Kommen Sie gut an Ihr Ziel – derblitzeranwalt.com

 

Verwarngeld oder Bußgeld

Verwarngeld oder Bußgeld? Wer sich nicht an die Straßenverkehrsordnung hält, begeht eine Ordnungswidrigkeit nach dem Verkehrsrecht. Gesetzliche Grundlagen für das Verwarngeld findet man im Gesetz über Ordnungswidrigkeiten.

Geringfügige Ordnungswidrigkeiten sind z.B. das Halte- und Parkverbot. Der Verwarnungsbescheid, sprich das Knöllchen, hängt dann direkt unter dem Scheibenwischer.

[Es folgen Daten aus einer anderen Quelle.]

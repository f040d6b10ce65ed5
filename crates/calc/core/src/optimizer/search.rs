//! Shared search state: the free stats, their caps and a counting objective.

use arrayvec::ArrayVec;

use crate::data::{Attribute, StatTable, TableKey};
use crate::stats::PlayerStats;

use super::StatConfig;

/// Stats the search may raise, in declaration order.
pub type FreeStats = ArrayVec<Attribute, 5>;

/// One optimizer run over a fixed set of free stats.
pub struct Search<'o, F> {
    configs: &'o StatTable<StatConfig>,
    free: FreeStats,
    objective: F,
    evaluations: usize,
}

impl<'o, F: Fn(&PlayerStats) -> f64> Search<'o, F> {
    pub fn new(configs: &'o StatTable<StatConfig>, free: FreeStats, objective: F) -> Self {
        Self {
            configs,
            free,
            objective,
            evaluations: 0,
        }
    }

    pub fn free(&self) -> &[Attribute] {
        &self.free
    }

    pub fn evaluations(&self) -> usize {
        self.evaluations
    }

    pub fn evaluate(&mut self, stats: &PlayerStats) -> f64 {
        self.evaluations += 1;
        (self.objective)(stats)
    }

    /// Points `attribute` can still take before its cap.
    pub fn room(&self, stats: &PlayerStats, attribute: Attribute) -> i32 {
        (self.configs[attribute].max - stats[attribute]).max(0)
    }

    /// Points all free stats can still take.
    pub fn capacity(&self, stats: &PlayerStats) -> i32 {
        self.free.iter().map(|&a| self.room(stats, a)).sum()
    }
}

/// Spend budget on unmet minimums, in declaration order.
///
/// Returns the raised stats, the budget left and whether every minimum is met.
pub fn apply_minimums(
    base: &PlayerStats,
    budget: i32,
    configs: &StatTable<StatConfig>,
) -> (PlayerStats, i32, bool) {
    let mut stats = *base;
    let mut remaining = budget.max(0);
    for &attribute in Attribute::ALL {
        let need = (configs[attribute].min - stats[attribute]).max(0);
        let spend = need.min(remaining);
        stats[attribute] += spend;
        remaining -= spend;
    }
    let met = Attribute::ALL
        .iter()
        .all(|&a| stats[a] >= configs[a].min);
    (stats, remaining, met)
}

/// Free stats: requested scaling stats below their cap, deduplicated, in
/// declaration order.
pub fn free_stats(
    scaling_stats: &[Attribute],
    stats: &PlayerStats,
    configs: &StatTable<StatConfig>,
) -> FreeStats {
    Attribute::ALL
        .iter()
        .copied()
        .filter(|a| scaling_stats.contains(a))
        .filter(|&a| stats[a] < configs[a].max)
        .collect()
}

#[cfg(test)]
mod tests {
    use super::*;

    #[test]
    fn minimums_in_declaration_order() {
        let mut configs = StatTable::<StatConfig>::default();
        configs[Attribute::Str].min = 20;
        configs[Attribute::Dex].min = 15;

        let (stats, left, met) = apply_minimums(&PlayerStats::uniform(10), 12, &configs);
        assert_eq!(stats.str, 20);
        assert_eq!(stats.dex, 12);
        assert_eq!(left, 0);
        assert!(!met);

        let (stats, left, met) = apply_minimums(&PlayerStats::uniform(10), 30, &configs);
        assert_eq!((stats.str, stats.dex), (20, 15));
        assert_eq!(left, 15);
        assert!(met);
    }

    #[test]
    fn free_stats_skip_capped_and_duplicates() {
        let mut configs = StatTable::<StatConfig>::default();
        configs[Attribute::Int].max = 10;
        let free = free_stats(
            &[Attribute::Int, Attribute::Dex, Attribute::Dex, Attribute::Str],
            &PlayerStats::uniform(10),
            &configs,
        );
        assert_eq!(free.as_slice(), &[Attribute::Str, Attribute::Dex]);
    }
}
//! Attack Rating breakdown.

use anyhow::{Context, Result};
use calc_core::scaling::ChannelResult;
use calc_core::{
    Affinity, ArOptions, ArResult, Attribute, TableKey, calculate_critical, try_calculate_ar,
};
use clap::Parser;
use console::style;

use crate::args::{DataArgs, StatArgs, heading, print_json, row};

/// Attack Rating breakdown for one weapon
#[derive(Parser, Debug)]
pub struct Ar {
    /// Weapon name, e.g. "Rivers of Blood"
    #[arg(value_name = "WEAPON")]
    weapon: String,

    /// Infusion
    #[arg(short, long, default_value = "Standard")]
    affinity: Affinity,

    /// Upgrade level
    #[arg(short, long, default_value_t = 0)]
    level: u32,

    #[command(flatten)]
    stats: StatArgs,

    /// Hold the weapon in both hands
    #[arg(long)]
    two_handing: bool,

    /// Skip the requirement penalty
    #[arg(long)]
    ignore_requirements: bool,

    /// Print the full result as JSON
    #[arg(long)]
    json: bool,

    #[command(flatten)]
    data: DataArgs,
}

impl Ar {
    pub fn execute(self) -> Result<()> {
        let data = self.data.weapons()?;
        let options = ArOptions {
            two_handing: self.two_handing,
            ignore_requirements: self.ignore_requirements,
        };
        let stats = self.stats.stats();
        let ar = try_calculate_ar(&data, &self.weapon, self.affinity, self.level, &stats, options)
            .with_context(|| format!("Cannot calculate AR for {}", self.weapon))?;

        if self.json {
            return print_json(&ar);
        }

        let weapon = data.weapon(&self.weapon)?;
        print_summary(&ar, weapon.weapon_type.class_name());
        match calculate_critical(&ar, weapon) {
            Some(crit) => row(
                "critical",
                format!("{} (x{} at {})", crit.rounded, crit.multiplier, crit.critical_value),
            ),
            None => row("critical", style("-").dim()),
        }
        Ok(())
    }
}

fn print_summary(ar: &ArResult, class: Option<&str>) {
    heading(&format!("{} +{} ({})", ar.weapon, ar.upgrade_level, ar.affinity));
    if let Some(class) = class {
        row("class", class);
    }
    if !ar.requirements_met {
        println!("  {}", style("requirements not met").red());
    }

    for (damage_type, channel) in ar.damage.iter() {
        if let Some(channel) = channel {
            row(damage_type.as_ref(), channel_line(channel));
        }
    }
    row("total", style(ar.rounded).bold());

    for (effect, channel) in ar.status.iter() {
        if let Some(channel) = channel {
            row(effect.as_ref(), channel_line(channel));
        }
    }
    for (name, channel) in [("sorcery", &ar.sorcery), ("incantation", &ar.incantation)] {
        if let Some(channel) = channel {
            row(name, channel_line(channel));
        }
    }

    let grades: Vec<String> = Attribute::ALL
        .iter()
        .filter_map(|&a| ar.scaling_grades[a].map(|grade| format!("{a} {grade}")))
        .collect();
    if !grades.is_empty() {
        row("scaling", grades.join(", "));
    }
}

fn channel_line(channel: &ChannelResult) -> String {
    let sign = if channel.scaling < 0.0 { "-" } else { "+" };
    let mut line = format!(
        "{} ({:.1} {} {:.1})",
        channel.rounded,
        channel.base,
        sign,
        channel.scaling.abs()
    );
    if channel.penalized {
        line.push_str(" [penalized]");
    }
    line
}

Wird das Verwarngeld nicht innerhalb einer Woche gezahlt, folgt demnach ein Bußgeld und es wird ein Verfahren eröffnet, somit  erhält man darüber einen Bescheid, in dem weitere Gebühren fällig werden.

Die Höhe eines Verwarngeldes liegt zwischen 5,- € und 55,- €. Ab einem Betrag von 60,- Euro spricht man von einem Bußgeld.